*TASK*.
Look below for the line containing "let first = tangle.append_next(tx.as_mut(), vec![0x01], &[]);" and the line containing "in insertion order."; repeat exactly those two lines and all lines between them, and nothing else.

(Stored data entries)
* * *

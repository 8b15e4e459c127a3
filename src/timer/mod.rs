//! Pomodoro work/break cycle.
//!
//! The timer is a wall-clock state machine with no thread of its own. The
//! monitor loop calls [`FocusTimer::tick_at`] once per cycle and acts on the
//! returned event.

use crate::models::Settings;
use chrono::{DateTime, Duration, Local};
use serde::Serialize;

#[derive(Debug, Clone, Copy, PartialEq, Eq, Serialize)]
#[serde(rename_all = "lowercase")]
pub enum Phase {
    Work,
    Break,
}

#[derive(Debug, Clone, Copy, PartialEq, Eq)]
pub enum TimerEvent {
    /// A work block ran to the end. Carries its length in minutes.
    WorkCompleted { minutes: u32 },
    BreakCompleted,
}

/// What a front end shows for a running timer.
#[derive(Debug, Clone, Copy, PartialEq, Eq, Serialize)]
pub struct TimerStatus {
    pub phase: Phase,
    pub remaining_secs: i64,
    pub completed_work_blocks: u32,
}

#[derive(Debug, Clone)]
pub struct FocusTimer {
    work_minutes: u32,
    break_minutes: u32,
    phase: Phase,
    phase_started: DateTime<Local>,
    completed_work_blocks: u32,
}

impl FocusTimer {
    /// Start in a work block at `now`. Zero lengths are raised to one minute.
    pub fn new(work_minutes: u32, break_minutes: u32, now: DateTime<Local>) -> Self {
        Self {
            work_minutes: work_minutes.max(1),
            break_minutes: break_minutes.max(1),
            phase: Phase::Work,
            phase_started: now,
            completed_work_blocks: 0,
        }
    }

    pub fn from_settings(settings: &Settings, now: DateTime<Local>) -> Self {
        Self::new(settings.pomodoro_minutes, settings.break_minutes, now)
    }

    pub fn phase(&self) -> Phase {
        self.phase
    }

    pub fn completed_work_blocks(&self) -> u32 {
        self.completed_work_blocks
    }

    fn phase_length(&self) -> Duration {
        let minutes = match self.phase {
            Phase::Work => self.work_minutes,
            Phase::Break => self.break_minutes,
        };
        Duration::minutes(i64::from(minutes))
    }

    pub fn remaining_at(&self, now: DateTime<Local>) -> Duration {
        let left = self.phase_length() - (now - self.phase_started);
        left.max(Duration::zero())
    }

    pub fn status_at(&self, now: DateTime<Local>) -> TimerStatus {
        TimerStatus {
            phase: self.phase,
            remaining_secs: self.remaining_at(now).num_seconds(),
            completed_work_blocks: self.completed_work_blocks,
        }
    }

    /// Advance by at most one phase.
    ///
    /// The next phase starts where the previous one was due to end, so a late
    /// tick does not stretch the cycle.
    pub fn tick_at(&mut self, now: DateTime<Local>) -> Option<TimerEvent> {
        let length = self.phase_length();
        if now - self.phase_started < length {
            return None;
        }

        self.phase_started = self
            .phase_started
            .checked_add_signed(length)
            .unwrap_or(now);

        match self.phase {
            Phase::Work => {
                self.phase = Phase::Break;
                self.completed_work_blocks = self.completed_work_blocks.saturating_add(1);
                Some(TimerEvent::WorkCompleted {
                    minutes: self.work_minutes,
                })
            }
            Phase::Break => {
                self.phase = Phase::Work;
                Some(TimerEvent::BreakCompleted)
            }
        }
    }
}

* * *

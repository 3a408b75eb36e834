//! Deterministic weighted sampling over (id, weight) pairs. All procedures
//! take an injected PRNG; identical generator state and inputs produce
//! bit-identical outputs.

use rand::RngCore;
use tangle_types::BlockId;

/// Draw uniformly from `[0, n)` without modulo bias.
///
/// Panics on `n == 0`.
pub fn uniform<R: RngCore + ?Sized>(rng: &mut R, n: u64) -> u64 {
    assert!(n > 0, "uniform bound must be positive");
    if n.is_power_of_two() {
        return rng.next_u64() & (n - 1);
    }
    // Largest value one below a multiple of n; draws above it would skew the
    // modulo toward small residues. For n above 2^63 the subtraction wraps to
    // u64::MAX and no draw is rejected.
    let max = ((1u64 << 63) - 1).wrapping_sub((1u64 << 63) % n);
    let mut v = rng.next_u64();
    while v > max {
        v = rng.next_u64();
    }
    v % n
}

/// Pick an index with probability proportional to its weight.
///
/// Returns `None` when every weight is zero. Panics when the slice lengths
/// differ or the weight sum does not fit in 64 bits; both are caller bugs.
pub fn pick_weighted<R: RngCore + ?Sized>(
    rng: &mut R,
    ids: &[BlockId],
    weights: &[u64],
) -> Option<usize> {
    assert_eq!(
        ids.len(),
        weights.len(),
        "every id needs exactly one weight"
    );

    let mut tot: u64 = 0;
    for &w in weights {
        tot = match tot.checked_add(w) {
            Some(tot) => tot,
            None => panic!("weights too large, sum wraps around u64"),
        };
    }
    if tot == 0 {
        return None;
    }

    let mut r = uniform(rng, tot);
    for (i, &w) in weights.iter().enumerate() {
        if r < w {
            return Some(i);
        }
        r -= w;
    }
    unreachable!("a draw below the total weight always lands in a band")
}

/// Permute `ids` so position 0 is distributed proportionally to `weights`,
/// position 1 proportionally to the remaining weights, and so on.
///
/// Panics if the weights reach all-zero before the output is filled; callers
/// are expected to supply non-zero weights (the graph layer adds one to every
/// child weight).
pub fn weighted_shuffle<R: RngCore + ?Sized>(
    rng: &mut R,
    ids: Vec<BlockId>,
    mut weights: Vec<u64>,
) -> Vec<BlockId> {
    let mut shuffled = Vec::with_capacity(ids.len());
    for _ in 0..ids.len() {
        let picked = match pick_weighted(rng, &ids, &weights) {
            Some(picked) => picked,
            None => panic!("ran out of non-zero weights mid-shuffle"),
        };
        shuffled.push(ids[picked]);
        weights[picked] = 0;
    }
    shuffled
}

* * *

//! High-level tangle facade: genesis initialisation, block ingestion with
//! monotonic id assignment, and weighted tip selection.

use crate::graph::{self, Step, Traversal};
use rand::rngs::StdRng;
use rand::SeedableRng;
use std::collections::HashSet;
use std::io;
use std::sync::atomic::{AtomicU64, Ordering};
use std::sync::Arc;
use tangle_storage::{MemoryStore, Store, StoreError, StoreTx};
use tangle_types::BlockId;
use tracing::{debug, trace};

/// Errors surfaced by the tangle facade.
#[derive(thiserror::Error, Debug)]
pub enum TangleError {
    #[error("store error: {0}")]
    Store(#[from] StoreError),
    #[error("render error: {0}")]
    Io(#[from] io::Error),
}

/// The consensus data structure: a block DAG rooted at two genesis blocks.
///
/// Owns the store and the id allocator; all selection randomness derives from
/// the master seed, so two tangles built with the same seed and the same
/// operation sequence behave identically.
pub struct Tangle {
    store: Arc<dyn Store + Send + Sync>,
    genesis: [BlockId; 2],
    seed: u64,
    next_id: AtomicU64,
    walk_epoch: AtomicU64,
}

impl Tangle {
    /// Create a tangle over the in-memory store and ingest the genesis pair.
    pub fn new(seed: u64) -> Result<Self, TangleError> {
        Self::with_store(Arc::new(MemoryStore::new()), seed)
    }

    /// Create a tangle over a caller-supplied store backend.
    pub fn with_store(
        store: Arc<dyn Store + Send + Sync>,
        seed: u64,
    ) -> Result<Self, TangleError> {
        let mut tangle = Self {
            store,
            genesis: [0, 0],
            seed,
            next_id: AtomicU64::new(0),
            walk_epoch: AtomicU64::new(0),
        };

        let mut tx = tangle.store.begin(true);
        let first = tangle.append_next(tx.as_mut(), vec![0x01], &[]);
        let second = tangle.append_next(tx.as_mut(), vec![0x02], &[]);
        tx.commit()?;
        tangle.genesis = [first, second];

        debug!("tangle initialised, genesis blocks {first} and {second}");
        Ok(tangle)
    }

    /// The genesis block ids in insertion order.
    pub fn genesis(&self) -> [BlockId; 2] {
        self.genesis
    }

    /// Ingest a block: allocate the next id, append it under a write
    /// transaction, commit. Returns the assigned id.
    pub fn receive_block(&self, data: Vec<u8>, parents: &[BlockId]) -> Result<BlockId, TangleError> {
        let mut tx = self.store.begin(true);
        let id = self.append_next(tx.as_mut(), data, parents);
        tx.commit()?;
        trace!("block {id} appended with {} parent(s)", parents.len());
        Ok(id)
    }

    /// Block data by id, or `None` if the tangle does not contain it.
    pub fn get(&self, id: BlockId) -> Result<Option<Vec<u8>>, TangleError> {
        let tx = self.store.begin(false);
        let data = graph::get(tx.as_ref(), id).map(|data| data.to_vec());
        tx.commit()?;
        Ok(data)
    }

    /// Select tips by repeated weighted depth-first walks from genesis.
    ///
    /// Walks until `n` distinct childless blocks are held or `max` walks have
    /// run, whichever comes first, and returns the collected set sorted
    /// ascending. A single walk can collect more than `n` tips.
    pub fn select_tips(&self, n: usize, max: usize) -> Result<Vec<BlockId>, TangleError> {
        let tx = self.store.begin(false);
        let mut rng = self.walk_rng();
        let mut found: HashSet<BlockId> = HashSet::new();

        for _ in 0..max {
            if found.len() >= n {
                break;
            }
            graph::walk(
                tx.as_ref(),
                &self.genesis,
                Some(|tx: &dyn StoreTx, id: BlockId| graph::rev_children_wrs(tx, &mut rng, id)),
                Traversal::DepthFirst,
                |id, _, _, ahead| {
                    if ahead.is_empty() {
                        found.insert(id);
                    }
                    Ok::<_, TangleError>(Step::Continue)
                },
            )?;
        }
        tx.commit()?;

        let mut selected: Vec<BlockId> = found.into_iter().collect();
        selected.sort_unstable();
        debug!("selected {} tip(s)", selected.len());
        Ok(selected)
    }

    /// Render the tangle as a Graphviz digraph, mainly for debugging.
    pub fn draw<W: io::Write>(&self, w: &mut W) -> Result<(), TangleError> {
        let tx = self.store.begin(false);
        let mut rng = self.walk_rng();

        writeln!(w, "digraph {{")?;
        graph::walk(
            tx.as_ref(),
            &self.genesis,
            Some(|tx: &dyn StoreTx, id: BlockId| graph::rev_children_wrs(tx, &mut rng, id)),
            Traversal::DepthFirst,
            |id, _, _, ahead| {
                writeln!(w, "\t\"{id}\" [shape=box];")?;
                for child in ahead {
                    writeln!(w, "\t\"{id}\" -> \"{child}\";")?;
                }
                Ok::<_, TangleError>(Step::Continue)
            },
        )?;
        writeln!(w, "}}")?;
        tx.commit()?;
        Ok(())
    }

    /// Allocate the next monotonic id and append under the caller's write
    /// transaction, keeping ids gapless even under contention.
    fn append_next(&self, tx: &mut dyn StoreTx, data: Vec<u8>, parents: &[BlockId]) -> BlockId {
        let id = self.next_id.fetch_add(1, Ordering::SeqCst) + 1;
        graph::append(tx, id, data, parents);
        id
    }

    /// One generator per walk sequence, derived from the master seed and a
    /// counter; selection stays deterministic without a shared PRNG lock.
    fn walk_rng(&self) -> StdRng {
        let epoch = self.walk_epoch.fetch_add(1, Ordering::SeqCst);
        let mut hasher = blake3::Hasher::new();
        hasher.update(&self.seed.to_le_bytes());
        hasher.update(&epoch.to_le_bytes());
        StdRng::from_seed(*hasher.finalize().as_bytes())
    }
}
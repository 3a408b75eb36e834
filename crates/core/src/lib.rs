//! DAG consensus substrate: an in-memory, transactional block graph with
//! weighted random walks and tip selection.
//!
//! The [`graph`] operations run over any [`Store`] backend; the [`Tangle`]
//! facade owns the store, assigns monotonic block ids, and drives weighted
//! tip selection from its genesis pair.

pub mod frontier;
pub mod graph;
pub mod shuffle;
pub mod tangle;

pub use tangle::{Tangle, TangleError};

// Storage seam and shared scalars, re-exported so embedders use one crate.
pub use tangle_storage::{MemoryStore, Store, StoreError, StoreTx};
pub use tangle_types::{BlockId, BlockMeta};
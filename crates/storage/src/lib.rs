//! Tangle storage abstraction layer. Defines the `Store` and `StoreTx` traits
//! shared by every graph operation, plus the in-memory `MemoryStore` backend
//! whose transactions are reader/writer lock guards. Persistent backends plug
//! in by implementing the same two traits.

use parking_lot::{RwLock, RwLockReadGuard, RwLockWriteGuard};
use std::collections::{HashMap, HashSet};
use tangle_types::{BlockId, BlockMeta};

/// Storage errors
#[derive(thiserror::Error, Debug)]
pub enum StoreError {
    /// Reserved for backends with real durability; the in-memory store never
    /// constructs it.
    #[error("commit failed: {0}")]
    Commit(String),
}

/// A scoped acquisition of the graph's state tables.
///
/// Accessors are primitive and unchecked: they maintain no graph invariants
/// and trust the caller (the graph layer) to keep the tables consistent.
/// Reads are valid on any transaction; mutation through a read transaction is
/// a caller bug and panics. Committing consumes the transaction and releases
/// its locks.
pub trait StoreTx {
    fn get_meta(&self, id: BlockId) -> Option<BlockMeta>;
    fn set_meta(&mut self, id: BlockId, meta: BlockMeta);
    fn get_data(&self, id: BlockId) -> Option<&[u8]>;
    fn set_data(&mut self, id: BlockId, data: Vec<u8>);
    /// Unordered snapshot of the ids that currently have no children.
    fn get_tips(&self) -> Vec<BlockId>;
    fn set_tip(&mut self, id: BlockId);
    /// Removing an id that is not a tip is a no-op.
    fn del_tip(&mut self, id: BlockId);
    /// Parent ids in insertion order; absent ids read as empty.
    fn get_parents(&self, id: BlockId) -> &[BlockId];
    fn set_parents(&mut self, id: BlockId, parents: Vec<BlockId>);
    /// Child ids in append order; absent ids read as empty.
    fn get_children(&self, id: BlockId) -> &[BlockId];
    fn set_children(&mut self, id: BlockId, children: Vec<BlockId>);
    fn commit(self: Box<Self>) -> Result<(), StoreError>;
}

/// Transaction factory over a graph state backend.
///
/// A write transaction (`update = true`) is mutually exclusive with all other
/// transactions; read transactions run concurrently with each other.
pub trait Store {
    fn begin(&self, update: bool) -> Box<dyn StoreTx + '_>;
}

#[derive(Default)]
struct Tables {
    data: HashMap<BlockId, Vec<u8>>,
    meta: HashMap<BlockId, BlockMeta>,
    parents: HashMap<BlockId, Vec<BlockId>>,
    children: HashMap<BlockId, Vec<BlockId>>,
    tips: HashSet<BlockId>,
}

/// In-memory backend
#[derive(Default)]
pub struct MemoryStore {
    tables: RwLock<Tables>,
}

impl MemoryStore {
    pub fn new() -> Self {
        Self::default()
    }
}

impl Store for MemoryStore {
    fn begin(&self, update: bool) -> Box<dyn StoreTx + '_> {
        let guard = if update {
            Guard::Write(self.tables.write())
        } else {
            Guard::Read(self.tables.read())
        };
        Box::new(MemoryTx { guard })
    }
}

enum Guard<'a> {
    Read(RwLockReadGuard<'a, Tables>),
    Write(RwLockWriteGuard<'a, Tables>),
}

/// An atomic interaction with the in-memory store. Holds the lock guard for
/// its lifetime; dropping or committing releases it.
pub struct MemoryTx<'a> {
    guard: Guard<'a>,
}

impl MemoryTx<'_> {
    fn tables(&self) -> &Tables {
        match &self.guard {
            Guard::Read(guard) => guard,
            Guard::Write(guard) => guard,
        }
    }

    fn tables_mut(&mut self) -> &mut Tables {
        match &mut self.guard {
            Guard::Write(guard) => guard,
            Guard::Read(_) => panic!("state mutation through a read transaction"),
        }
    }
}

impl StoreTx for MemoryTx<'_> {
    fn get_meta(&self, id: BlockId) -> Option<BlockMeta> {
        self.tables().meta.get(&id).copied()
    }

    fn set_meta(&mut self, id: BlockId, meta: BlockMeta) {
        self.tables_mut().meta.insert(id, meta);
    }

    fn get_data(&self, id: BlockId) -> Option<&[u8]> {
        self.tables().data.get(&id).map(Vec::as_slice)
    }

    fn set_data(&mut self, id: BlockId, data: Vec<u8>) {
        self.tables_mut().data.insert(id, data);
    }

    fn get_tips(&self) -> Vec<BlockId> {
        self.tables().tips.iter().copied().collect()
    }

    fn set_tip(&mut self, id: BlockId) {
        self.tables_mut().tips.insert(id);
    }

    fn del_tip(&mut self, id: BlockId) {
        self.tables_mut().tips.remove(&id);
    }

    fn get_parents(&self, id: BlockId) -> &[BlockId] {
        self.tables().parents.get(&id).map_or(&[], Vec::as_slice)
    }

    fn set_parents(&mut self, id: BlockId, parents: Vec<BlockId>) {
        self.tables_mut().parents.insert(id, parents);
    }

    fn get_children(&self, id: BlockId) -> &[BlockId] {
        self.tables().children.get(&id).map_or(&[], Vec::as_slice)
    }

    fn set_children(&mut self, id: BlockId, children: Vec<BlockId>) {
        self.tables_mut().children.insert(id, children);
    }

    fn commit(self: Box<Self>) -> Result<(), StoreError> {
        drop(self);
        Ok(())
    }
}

* * *

*RESPONSE TO THIS EXERCISE*.
        let first = tangle.append_next(tx.as_mut(), vec![0x01], &[]);
        let second = tangle.append_next(tx.as_mut(), vec![0x02], &[]);
        tx.commit()?;
        tangle.genesis = [first, second];

        debug!("tangle initialised, genesis blocks {first} and {second}");
        Ok(tangle)
    }

    /// The genesis block ids in insertion order.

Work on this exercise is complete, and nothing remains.